== SOURCE DATA

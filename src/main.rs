//! Barcode API - Generates QR codes and barcodes as PNG images over HTTP.
//!
//! This binary starts the HTTP server and configures all components.

use clap::Parser;
use std::process::ExitCode;
use tokio::signal;
use tracing::{error, info, warn};
use tracing_subscriber::{layer::SubscriberExt, util::SubscriberInitExt};

use barcode_api::{
    config::Config,
    server::{create_router, RouterConfig},
    symbol::{BarcodeType, RenderService},
};

#[tokio::main]
async fn main() -> ExitCode {
    let config = Config::parse();

    init_logging(config.verbose);

    if let Err(e) = config.validate() {
        error!("Configuration error: {}", e);
        return ExitCode::FAILURE;
    }

    info!("Barcode API v{}", env!("CARGO_PKG_VERSION"));
    info!("Configuration:");
    info!("  Request timeout: {}s", config.request_timeout_secs);
    info!("  Max concurrent renders: {}", config.max_concurrent_renders);
    info!("  Max image dimension: {}px", config.max_image_dimension);
    match config.cors_origins {
        Some(ref origins) => info!("  CORS origins: {}", origins.join(", ")),
        None => info!("  CORS origins: any"),
    }
    info!("  Barcode types: {}", BarcodeType::supported_list());

    let render_service = RenderService::new(config.render_limits());
    let router = create_router(render_service, build_router_config(&config));

    let addr = config.bind_address();

    info!("────────────────────────────────────────────────────────────────");
    info!("  Server listening on: http://{}", addr);
    info!("");
    info!("  Try:");
    info!(
        "    curl -X POST http://{}/generate-qr -H 'Content-Type: application/json' \
         -d '{{\"data\": \"hello\"}}' -o qrcode.png",
        addr
    );
    info!("────────────────────────────────────────────────────────────────");

    let listener = match tokio::net::TcpListener::bind(&addr).await {
        Ok(listener) => listener,
        Err(e) => {
            error!("Failed to bind to {}: {}", addr, e);
            return ExitCode::FAILURE;
        }
    };

    if let Err(e) = axum::serve(listener, router)
        .with_graceful_shutdown(shutdown_signal())
        .await
    {
        error!("Server error: {}", e);
        return ExitCode::FAILURE;
    }

    info!("Server shutdown complete");
    ExitCode::SUCCESS
}

/// Initialize the tracing/logging subsystem.
fn init_logging(verbose: bool) {
    let env_filter = if verbose {
        "barcode_api=debug,tower_http=debug"
    } else {
        "barcode_api=info,tower_http=info"
    };

    tracing_subscriber::registry()
        .with(
            tracing_subscriber::EnvFilter::try_from_default_env()
                .unwrap_or_else(|_| env_filter.into()),
        )
        .with(tracing_subscriber::fmt::layer())
        .init();
}

/// Build RouterConfig from the command-line Config.
fn build_router_config(config: &Config) -> RouterConfig {
    let mut router_config = RouterConfig::new().with_tracing(!config.no_tracing);

    if let Some(ref origins) = config.cors_origins {
        router_config = router_config.with_cors_origins(origins.clone());
    }

    router_config
}

/// Resolve on SIGINT or SIGTERM.
async fn shutdown_signal() {
    let ctrl_c = async {
        if let Err(e) = signal::ctrl_c().await {
            warn!("Failed to listen for Ctrl+C: {}", e);
            std::future::pending::<()>().await;
        }
    };

    #[cfg(unix)]
    let terminate = async {
        match signal::unix::signal(signal::unix::SignalKind::terminate()) {
            Ok(mut sigterm) => {
                sigterm.recv().await;
            }
            Err(e) => {
                warn!("Failed to install SIGTERM handler: {}", e);
                std::future::pending::<()>().await;
            }
        }
    };

    #[cfg(not(unix))]
    let terminate = std::future::pending::<()>();

    tokio::select! {
        _ = ctrl_c => info!("Received SIGINT, starting graceful shutdown"),
        _ = terminate => info!("Received SIGTERM, starting graceful shutdown"),
    }
}
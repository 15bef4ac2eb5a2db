//! Code 128 encoding.
//!
//! Code sets are chosen automatically: runs of four or more digits (or an
//! even-length digit tail) use set C, control characters force set A and
//! everything else uses set B.

use crate::error::EncodeError;

const START_A: u8 = 103;
const START_B: u8 = 104;
const START_C: u8 = 105;
const STOP: usize = 106;
const SWITCH_A: u8 = 101;
const SWITCH_B: u8 = 100;
const SWITCH_C: u8 = 99;

/// Bar/space widths for symbol values 0..=106, starting with a bar.
const PATTERNS: [&[u8]; 107] = [
    &[2, 1, 2, 2, 2, 2],
    &[2, 2, 2, 1, 2, 2],
    &[2, 2, 2, 2, 2, 1],
    &[1, 2, 1, 2, 2, 3],
    &[1, 2, 1, 3, 2, 2],
    &[1, 3, 1, 2, 2, 2],
    &[1, 2, 2, 2, 1, 3],
    &[1, 2, 2, 3, 1, 2],
    &[1, 3, 2, 2, 1, 2],
    &[2, 2, 1, 2, 1, 3],
    &[2, 2, 1, 3, 1, 2],
    &[2, 3, 1, 2, 1, 2],
    &[1, 1, 2, 2, 3, 2],
    &[1, 2, 2, 1, 3, 2],
    &[1, 2, 2, 2, 3, 1],
    &[1, 1, 3, 2, 2, 2],
    &[1, 2, 3, 1, 2, 2],
    &[1, 2, 3, 2, 2, 1],
    &[2, 2, 3, 2, 1, 1],
    &[2, 2, 1, 1, 3, 2],
    &[2, 2, 1, 2, 3, 1],
    &[2, 1, 3, 2, 1, 2],
    &[2, 2, 3, 1, 1, 2],
    &[3, 1, 2, 1, 3, 1],
    &[3, 1, 1, 2, 2, 2],
    &[3, 2, 1, 1, 2, 2],
    &[3, 2, 1, 2, 2, 1],
    &[3, 1, 2, 2, 1, 2],
    &[3, 2, 2, 1, 1, 2],
    &[3, 2, 2, 2, 1, 1],
    &[2, 1, 2, 1, 2, 3],
    &[2, 1, 2, 3, 2, 1],
    &[2, 3, 2, 1, 2, 1],
    &[1, 1, 1, 3, 2, 3],
    &[1, 3, 1, 1, 2, 3],
    &[1, 3, 1, 3, 2, 1],
    &[1, 1, 2, 3, 1, 3],
    &[1, 3, 2, 1, 1, 3],
    &[1, 3, 2, 3, 1, 1],
    &[2, 1, 1, 3, 1, 3],
    &[2, 3, 1, 1, 1, 3],
    &[2, 3, 1, 3, 1, 1],
    &[1, 1, 2, 1, 3, 3],
    &[1, 1, 2, 3, 3, 1],
    &[1, 3, 2, 1, 3, 1],
    &[1, 1, 3, 1, 2, 3],
    &[1, 1, 3, 3, 2, 1],
    &[1, 3, 3, 1, 2, 1],
    &[3, 1, 3, 1, 2, 1],
    &[2, 1, 1, 3, 3, 1],
    &[2, 3, 1, 1, 3, 1],
    &[2, 1, 3, 1, 1, 3],
    &[2, 1, 3, 3, 1, 1],
    &[2, 1, 3, 1, 3, 1],
    &[3, 1, 1, 1, 2, 3],
    &[3, 1, 1, 3, 2, 1],
    &[3, 3, 1, 1, 2, 1],
    &[3, 1, 2, 1, 1, 3],
    &[3, 1, 2, 3, 1, 1],
    &[3, 3, 2, 1, 1, 1],
    &[3, 1, 4, 1, 1, 1],
    &[2, 2, 1, 4, 1, 1],
    &[4, 3, 1, 1, 1, 1],
    &[1, 1, 1, 2, 2, 4],
    &[1, 1, 1, 4, 2, 2],
    &[1, 2, 1, 1, 2, 4],
    &[1, 2, 1, 4, 2, 1],
    &[1, 4, 1, 1, 2, 2],
    &[1, 4, 1, 2, 2, 1],
    &[1, 1, 2, 2, 1, 4],
    &[1, 1, 2, 4, 1, 2],
    &[1, 2, 2, 1, 1, 4],
    &[1, 2, 2, 4, 1, 1],
    &[1, 4, 2, 1, 1, 2],
    &[1, 4, 2, 2, 1, 1],
    &[2, 4, 1, 2, 1, 1],
    &[2, 2, 1, 1, 1, 4],
    &[4, 1, 3, 1, 1, 1],
    &[2, 4, 1, 1, 1, 2],
    &[1, 3, 4, 1, 1, 1],
    &[1, 1, 1, 2, 4, 2],
    &[1, 2, 1, 1, 4, 2],
    &[1, 2, 1, 2, 4, 1],
    &[1, 1, 4, 2, 1, 2],
    &[1, 2, 4, 1, 1, 2],
    &[1, 2, 4, 2, 1, 1],
    &[4, 1, 1, 2, 1, 2],
    &[4, 2, 1, 1, 1, 2],
    &[4, 2, 1, 2, 1, 1],
    &[2, 1, 2, 1, 4, 1],
    &[2, 1, 4, 1, 2, 1],
    &[4, 1, 2, 1, 2, 1],
    &[1, 1, 1, 1, 4, 3],
    &[1, 1, 1, 3, 4, 1],
    &[1, 3, 1, 1, 4, 1],
    &[1, 1, 4, 1, 1, 3],
    &[1, 1, 4, 3, 1, 1],
    &[4, 1, 1, 1, 1, 3],
    &[4, 1, 1, 3, 1, 1],
    &[1, 1, 3, 1, 4, 1],
    &[1, 1, 4, 1, 3, 1],
    &[3, 1, 1, 1, 4, 1],
    &[4, 1, 1, 1, 3, 1],
    &[2, 1, 1, 4, 1, 2],
    &[2, 1, 1, 2, 1, 4],
    &[2, 1, 1, 2, 3, 2],
    &[2, 3, 3, 1, 1, 1, 2],
];

#[derive(Debug, Clone, Copy, PartialEq, Eq)]
enum CodeSet {
    A,
    B,
    C,
}

/// Encode `data` as Code 128 modules (1 = bar, 0 = space).
pub fn encode(data: &str) -> Result<Vec<u8>, EncodeError> {
    let values = symbol_values(data)?;
    let mut modules = Vec::with_capacity((values.len() + 2) * 11 + 2);
    for value in values {
        push_pattern(&mut modules, PATTERNS[usize::from(value)]);
    }
    push_pattern(&mut modules, PATTERNS[STOP]);
    Ok(modules)
}

/// Symbol values from the start symbol through the check symbol.
fn symbol_values(data: &str) -> Result<Vec<u8>, EncodeError> {
    if data.is_empty() {
        return Err(EncodeError::InvalidData(
            "Code 128 data must not be empty".to_string(),
        ));
    }
    if let Some(bad) = data.chars().find(|c| !c.is_ascii()) {
        return Err(EncodeError::InvalidData(format!(
            "Code 128 cannot encode character {:?}",
            bad
        )));
    }

    let bytes = data.as_bytes();
    let mut values: Vec<u8> = Vec::with_capacity(bytes.len() + 4);
    let mut current: Option<CodeSet> = None;
    let mut i = 0;

    while i < bytes.len() {
        let run = bytes[i..].iter().take_while(|b| b.is_ascii_digit()).count();
        let tail = run == bytes.len() - i;

        if run >= 4 || (tail && run >= 2 && run % 2 == 0) {
            if run % 2 == 1 {
                // Odd run: spend one digit in A/B so the rest pairs up
                let set = match current {
                    Some(CodeSet::A) => CodeSet::A,
                    _ => CodeSet::B,
                };
                select(&mut values, &mut current, set);
                values.push(bytes[i] - 32);
                i += 1;
                continue;
            }
            select(&mut values, &mut current, CodeSet::C);
            for pair in bytes[i..i + run].chunks(2) {
                values.push((pair[0] - b'0') * 10 + (pair[1] - b'0'));
            }
            i += run;
            continue;
        }

        let byte = bytes[i];
        let set = if byte < 32 {
            CodeSet::A
        } else if byte >= 96 {
            CodeSet::B
        } else {
            match current {
                Some(CodeSet::A) => CodeSet::A,
                _ => CodeSet::B,
            }
        };
        select(&mut values, &mut current, set);
        values.push(match set {
            CodeSet::A if byte < 32 => byte + 64,
            _ => byte - 32,
        });
        i += 1;
    }

    let checksum = values
        .iter()
        .enumerate()
        .map(|(pos, &value)| pos.max(1) as u32 * u32::from(value))
        .sum::<u32>()
        % 103;
    values.push(checksum as u8);

    Ok(values)
}

/// Emit a start or code-switch symbol when the set changes.
fn select(values: &mut Vec<u8>, current: &mut Option<CodeSet>, set: CodeSet) {
    match *current {
        None => values.push(match set {
            CodeSet::A => START_A,
            CodeSet::B => START_B,
            CodeSet::C => START_C,
        }),
        Some(active) if active != set => values.push(match set {
            CodeSet::A => SWITCH_A,
            CodeSet::B => SWITCH_B,
            CodeSet::C => SWITCH_C,
        }),
        _ => {}
    }
    *current = Some(set);
}

fn push_pattern(modules: &mut Vec<u8>, widths: &[u8]) {
    for (idx, &width) in widths.iter().enumerate() {
        let module = if idx % 2 == 0 { 1 } else { 0 };
        modules.extend(std::iter::repeat(module).take(usize::from(width)));
    }
}
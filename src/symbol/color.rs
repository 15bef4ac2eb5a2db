//! Colour specifier parsing.
//!
//! Accepts CSS/X11 colour names (case-insensitive), `#rgb`, `#rgba`,
//! `#rrggbb`, `#rrggbbaa` and `rgb(r, g, b)`.

use image::Rgba;

use crate::error::EncodeError;

/// Parse a colour specifier into an RGBA pixel.
pub fn parse_color(spec: &str) -> Result<Rgba<u8>, EncodeError> {
    let trimmed = spec.trim();
    let unknown = || EncodeError::Color(spec.to_string());

    if let Some(hex) = trimmed.strip_prefix('#') {
        return parse_hex(hex).ok_or_else(unknown);
    }

    let lower = trimmed.to_ascii_lowercase();
    if let Some(args) = lower
        .strip_prefix("rgb(")
        .and_then(|rest| rest.strip_suffix(')'))
    {
        return parse_rgb_function(args).ok_or_else(unknown);
    }

    NAMED_COLORS
        .binary_search_by(|(name, _)| name.cmp(&lower.as_str()))
        .map(|idx| {
            let [r, g, b] = NAMED_COLORS[idx].1;
            Rgba([r, g, b, 255])
        })
        .map_err(|_| unknown())
}

fn parse_hex(hex: &str) -> Option<Rgba<u8>> {
    if !hex.bytes().all(|b| b.is_ascii_hexdigit()) {
        return None;
    }

    let nibble = |i: usize| u8::from_str_radix(&hex[i..i + 1], 16).ok().map(|v| v * 17);
    let byte = |i: usize| u8::from_str_radix(&hex[i..i + 2], 16).ok();

    match hex.len() {
        3 => Some(Rgba([nibble(0)?, nibble(1)?, nibble(2)?, 255])),
        4 => Some(Rgba([nibble(0)?, nibble(1)?, nibble(2)?, nibble(3)?])),
        6 => Some(Rgba([byte(0)?, byte(2)?, byte(4)?, 255])),
        8 => Some(Rgba([byte(0)?, byte(2)?, byte(4)?, byte(6)?])),
        _ => None,
    }
}

fn parse_rgb_function(args: &str) -> Option<Rgba<u8>> {
    let channels: Vec<u8> = args
        .split(',')
        .map(|part| part.trim().parse::<u8>().ok())
        .collect::<Option<_>>()?;

    match channels.as_slice() {
        [r, g, b] => Some(Rgba([*r, *g, *b, 255])),
        _ => None,
    }
}

// Sorted by name for binary search.
const NAMED_COLORS: &[(&str, [u8; 3])] = &[
    ("aliceblue", [240, 248, 255]),
    ("antiquewhite", [250, 235, 215]),
    ("aqua", [0, 255, 255]),
    ("aquamarine", [127, 255, 212]),
    ("azure", [240, 255, 255]),
    ("beige", [245, 245, 220]),
    ("bisque", [255, 228, 196]),
    ("black", [0, 0, 0]),
    ("blanchedalmond", [255, 235, 205]),
    ("blue", [0, 0, 255]),
    ("blueviolet", [138, 43, 226]),
    ("brown", [165, 42, 42]),
    ("burlywood", [222, 184, 135]),
    ("cadetblue", [95, 158, 160]),
    ("chartreuse", [127, 255, 0]),
    ("chocolate", [210, 105, 30]),
    ("coral", [255, 127, 80]),
    ("cornflowerblue", [100, 149, 237]),
    ("cornsilk", [255, 248, 220]),
    ("crimson", [220, 20, 60]),
    ("cyan", [0, 255, 255]),
    ("darkblue", [0, 0, 139]),
    ("darkcyan", [0, 139, 139]),
    ("darkgoldenrod", [184, 134, 11]),
    ("darkgray", [169, 169, 169]),
    ("darkgreen", [0, 100, 0]),
    ("darkgrey", [169, 169, 169]),
    ("darkkhaki", [189, 183, 107]),
    ("darkmagenta", [139, 0, 139]),
    ("darkolivegreen", [85, 107, 47]),
    ("darkorange", [255, 140, 0]),
    ("darkorchid", [153, 50, 204]),
    ("darkred", [139, 0, 0]),
    ("darksalmon", [233, 150, 122]),
    ("darkseagreen", [143, 188, 143]),
    ("darkslateblue", [72, 61, 139]),
    ("darkslategray", [47, 79, 79]),
    ("darkslategrey", [47, 79, 79]),
    ("darkturquoise", [0, 206, 209]),
    ("darkviolet", [148, 0, 211]),
    ("deeppink", [255, 20, 147]),
    ("deepskyblue", [0, 191, 255]),
    ("dimgray", [105, 105, 105]),
    ("dimgrey", [105, 105, 105]),
    ("dodgerblue", [30, 144, 255]),
    ("firebrick", [178, 34, 34]),
    ("floralwhite", [255, 250, 240]),
    ("forestgreen", [34, 139, 34]),
    ("fuchsia", [255, 0, 255]),
    ("gainsboro", [220, 220, 220]),
    ("ghostwhite", [248, 248, 255]),
    ("gold", [255, 215, 0]),
    ("goldenrod", [218, 165, 32]),
    ("gray", [128, 128, 128]),
    ("green", [0, 128, 0]),
    ("greenyellow", [173, 255, 47]),
    ("grey", [128, 128, 128]),
    ("honeydew", [240, 255, 240]),
    ("hotpink", [255, 105, 180]),
    ("indianred", [205, 92, 92]),
    ("indigo", [75, 0, 130]),
    ("ivory", [255, 255, 240]),
    ("khaki", [240, 230, 140]),
    ("lavender", [230, 230, 250]),
    ("lavenderblush", [255, 240, 245]),
    ("lawngreen", [124, 252, 0]),
    ("lemonchiffon", [255, 250, 205]),
    ("lightblue", [173, 216, 230]),
    ("lightcoral", [240, 128, 128]),
    ("lightcyan", [224, 255, 255]),
    ("lightgoldenrodyellow", [250, 250, 210]),
    ("lightgray", [211, 211, 211]),
    ("lightgreen", [144, 238, 144]),
    ("lightgrey", [211, 211, 211]),
    ("lightpink", [255, 182, 193]),
    ("lightsalmon", [255, 160, 122]),
    ("lightseagreen", [32, 178, 170]),
    ("lightskyblue", [135, 206, 250]),
    ("lightslategray", [119, 136, 153]),
    ("lightslategrey", [119, 136, 153]),
    ("lightsteelblue", [176, 196, 222]),
    ("lightyellow", [255, 255, 224]),
    ("lime", [0, 255, 0]),
    ("limegreen", [50, 205, 50]),
    ("linen", [250, 240, 230]),
    ("magenta", [255, 0, 255]),
    ("maroon", [128, 0, 0]),
    ("mediumaquamarine", [102, 205, 170]),
    ("mediumblue", [0, 0, 205]),
    ("mediumorchid", [186, 85, 211]),
    ("mediumpurple", [147, 112, 219]),
    ("mediumseagreen", [60, 179, 113]),
    ("mediumslateblue", [123, 104, 238]),
    ("mediumspringgreen", [0, 250, 154]),
    ("mediumturquoise", [72, 209, 204]),
    ("mediumvioletred", [199, 21, 133]),
    ("midnightblue", [25, 25, 112]),
    ("mintcream", [245, 255, 250]),
    ("mistyrose", [255, 228, 225]),
    ("moccasin", [255, 228, 181]),
    ("navajowhite", [255, 222, 173]),
    ("navy", [0, 0, 128]),
    ("oldlace", [253, 245, 230]),
    ("olive", [128, 128, 0]),
    ("olivedrab", [107, 142, 35]),
    ("orange", [255, 165, 0]),
    ("orangered", [255, 69, 0]),
    ("orchid", [218, 112, 214]),
    ("palegoldenrod", [238, 232, 170]),
    ("palegreen", [152, 251, 152]),
    ("paleturquoise", [175, 238, 238]),
    ("palevioletred", [219, 112, 147]),
    ("papayawhip", [255, 239, 213]),
    ("peachpuff", [255, 218, 185]),
    ("peru", [205, 133, 63]),
    ("pink", [255, 192, 203]),
    ("plum", [221, 160, 221]),
    ("powderblue", [176, 224, 230]),
    ("purple", [128, 0, 128]),
    ("rebeccapurple", [102, 51, 153]),
    ("red", [255, 0, 0]),
    ("rosybrown", [188, 143, 143]),
    ("royalblue", [65, 105, 225]),
    ("saddlebrown", [139, 69, 19]),
    ("salmon", [250, 128, 114]),
    ("sandybrown", [244, 164, 96]),
    ("seagreen", [46, 139, 87]),
    ("seashell", [255, 245, 238]),
    ("sienna", [160, 82, 45]),
    ("silver", [192, 192, 192]),
    ("skyblue", [135, 206, 235]),
    ("slateblue", [106, 90, 205]),
    ("slategray", [112, 128, 144]),
    ("slategrey", [112, 128, 144]),
    ("snow", [255, 250, 250]),
    ("springgreen", [0, 255, 127]),
    ("steelblue", [70, 130, 180]),
    ("tan", [210, 180, 140]),
    ("teal", [0, 128, 128]),
    ("thistle", [216, 191, 216]),
    ("tomato", [255, 99, 71]),
    ("turquoise", [64, 224, 208]),
    ("violet", [238, 130, 238]),
    ("wheat", [245, 222, 179]),
    ("white", [255, 255, 255]),
    ("whitesmoke", [245, 245, 245]),
    ("yellow", [255, 255, 0]),
    ("yellowgreen", [154, 205, 50]),
];
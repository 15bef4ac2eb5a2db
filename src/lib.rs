//! # Barcode API
//!
//! An HTTP service that renders QR codes and linear barcodes as PNG images.
//!
//! Clients POST a JSON description of the symbol and receive the image bytes
//! with a `Content-Disposition` header carrying the requested filename.
//!
//! ## Features
//!
//! - **QR codes**: error correction level H, automatic version growth, custom colours
//! - **Linear barcodes**: EAN-8, EAN-13, UPC-A, JAN, ISBN-10, ISBN-13, ISSN,
//!   GS1, Code 39, Code 128 and PZN, sized in millimetres at a chosen DPI,
//!   with an optional caption
//! - **Bounded rendering**: CPU work runs off the async runtime, with a
//!   concurrency limit, a per-request deadline and an image size guard
//!
//! ## Architecture
//!
//! - [`symbol`] - Encoders, rasterizer and the render service
//! - [`server`] - Axum-based HTTP server and routes
//! - [`error`] - Error types and their HTTP mapping
//! - [`config`] - CLI and configuration types
//!
//! ## Example
//!
//! ```rust,no_run
//! use barcode_api::{create_router, RenderService, RouterConfig};
//!
//! #[tokio::main]
//! async fn main() {
//!     let router = create_router(RenderService::default(), RouterConfig::new());
//!
//!     let listener = tokio::net::TcpListener::bind("0.0.0.0:8000").await.unwrap();
//!     axum::serve(listener, router).await.unwrap();
//! }
//! ```

pub mod config;
pub mod error;
pub mod server;
pub mod symbol;

// Re-export commonly used types
pub use config::Config;
pub use error::{ApiError, EncodeError, ValidationError};
pub use server::{
    create_router, AppState, BarcodeOptions, BarcodeRequest, ErrorResponse, QrCodeRequest,
    RouterConfig,
};
pub use symbol::{
    BarcodeEncoder, BarcodeLayout, BarcodeType, QrEncoder, QrSpec, RenderLimits, RenderService,
};
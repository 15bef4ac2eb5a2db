//! QR code encoder.
//!
//! Symbols always use error correction level H. The requested version is a
//! lower bound: when the data does not fit, the smallest larger version that
//! holds it is used, up to version 40.

use bytes::Bytes;
use qrcode::types::QrError;
use qrcode::{Color, EcLevel, QrCode, Version};

use super::color::parse_color;
use super::raster::{encode_png, render_matrix};
use super::DEFAULT_MAX_IMAGE_DIMENSION;
use crate::error::EncodeError;

/// Smallest QR version.
pub const MIN_QR_VERSION: i16 = 1;

/// Largest QR version.
pub const MAX_QR_VERSION: i16 = 40;

/// Validated parameters for one QR image.
#[derive(Debug, Clone)]
pub struct QrSpec {
    /// Payload to encode
    pub data: String,

    /// Colour of dark modules
    pub fill_color: String,

    /// Colour of light modules and the quiet zone
    pub back_color: String,

    /// Minimum symbol version (1-40)
    pub version: i16,

    /// Pixels per module
    pub box_size: u32,

    /// Quiet zone width in modules
    pub border: u32,
}

/// Renders QR symbols to PNG.
#[derive(Debug, Clone)]
pub struct QrEncoder {
    max_dimension: u32,
}

impl Default for QrEncoder {
    fn default() -> Self {
        Self::new(DEFAULT_MAX_IMAGE_DIMENSION)
    }
}

impl QrEncoder {
    /// Create an encoder that refuses images wider than `max_dimension` pixels.
    pub fn new(max_dimension: u32) -> Self {
        Self { max_dimension }
    }

    /// Encode `spec` as a PNG image.
    ///
    /// # Errors
    ///
    /// - [`EncodeError::Capacity`] when the data exceeds version 40-H capacity
    /// - [`EncodeError::Color`] when a colour cannot be parsed
    /// - [`EncodeError::ImageTooLarge`] when the image exceeds the size limit
    pub fn encode(&self, spec: &QrSpec) -> Result<Bytes, EncodeError> {
        let code = fit_symbol(spec.data.as_bytes(), spec.version)?;

        let fill = parse_color(&spec.fill_color)?;
        let back = parse_color(&spec.back_color)?;

        let width = code.width();
        let colors = code.to_colors();
        let canvas = render_matrix(
            width,
            |x, y| colors[y * width + x] == Color::Dark,
            spec.box_size,
            spec.border,
            fill,
            back,
            self.max_dimension,
        )?;

        encode_png(&canvas)
    }
}

/// Build the smallest symbol of at least `min_version` that holds `data`.
fn fit_symbol(data: &[u8], min_version: i16) -> Result<QrCode, EncodeError> {
    let to_error = |err: QrError| match err {
        QrError::DataTooLong => EncodeError::Capacity(format!(
            "{} for QR versions {}-{} at error correction level H",
            err, min_version, MAX_QR_VERSION
        )),
        other => EncodeError::InvalidData(other.to_string()),
    };

    let smallest = QrCode::with_error_correction_level(data, EcLevel::H).map_err(to_error)?;
    match smallest.version() {
        Version::Normal(v) if v < min_version => {
            QrCode::with_version(data, Version::Normal(min_version), EcLevel::H).map_err(to_error)
        }
        _ => Ok(smallest),
    }
}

====

=== THE TASK ===
Starting with the first line of the listing, output each line exactly until you have included the one containing "let render_service = RenderService::new(config.render_limits());".

=== YOUR SOLUTION ===
filename src/main.rs
//! Barcode API - Generates QR codes and barcodes as PNG images over HTTP.
//!
//! This binary starts the HTTP server and configures all components.

use clap::Parser;
use std::process::ExitCode;
use tokio::signal;
use tracing::{error, info, warn};
use tracing_subscriber::{layer::SubscriberExt, util::SubscriberInitExt};

use barcode_api::{
    config::Config,
    server::{create_router, RouterConfig},
    symbol::{BarcodeType, RenderService},
};

#[tokio::main]
async fn main() -> ExitCode {
    let config = Config::parse();

    init_logging(config.verbose);

    if let Err(e) = config.validate() {
        error!("Configuration error: {}", e);
        return ExitCode::FAILURE;
    }

    info!("Barcode API v{}", env!("CARGO_PKG_VERSION"));
    info!("Configuration:");
    info!("  Request timeout: {}s", config.request_timeout_secs);
    info!("  Max concurrent renders: {}", config.max_concurrent_renders);
    info!("  Max image dimension: {}px", config.max_image_dimension);
    match config.cors_origins {
        Some(ref origins) => info!("  CORS origins: {}", origins.join(", ")),
        None => info!("  CORS origins: any"),
    }
    info!("  Barcode types: {}", BarcodeType::supported_list());

    let render_service = RenderService::new(config.render_limits());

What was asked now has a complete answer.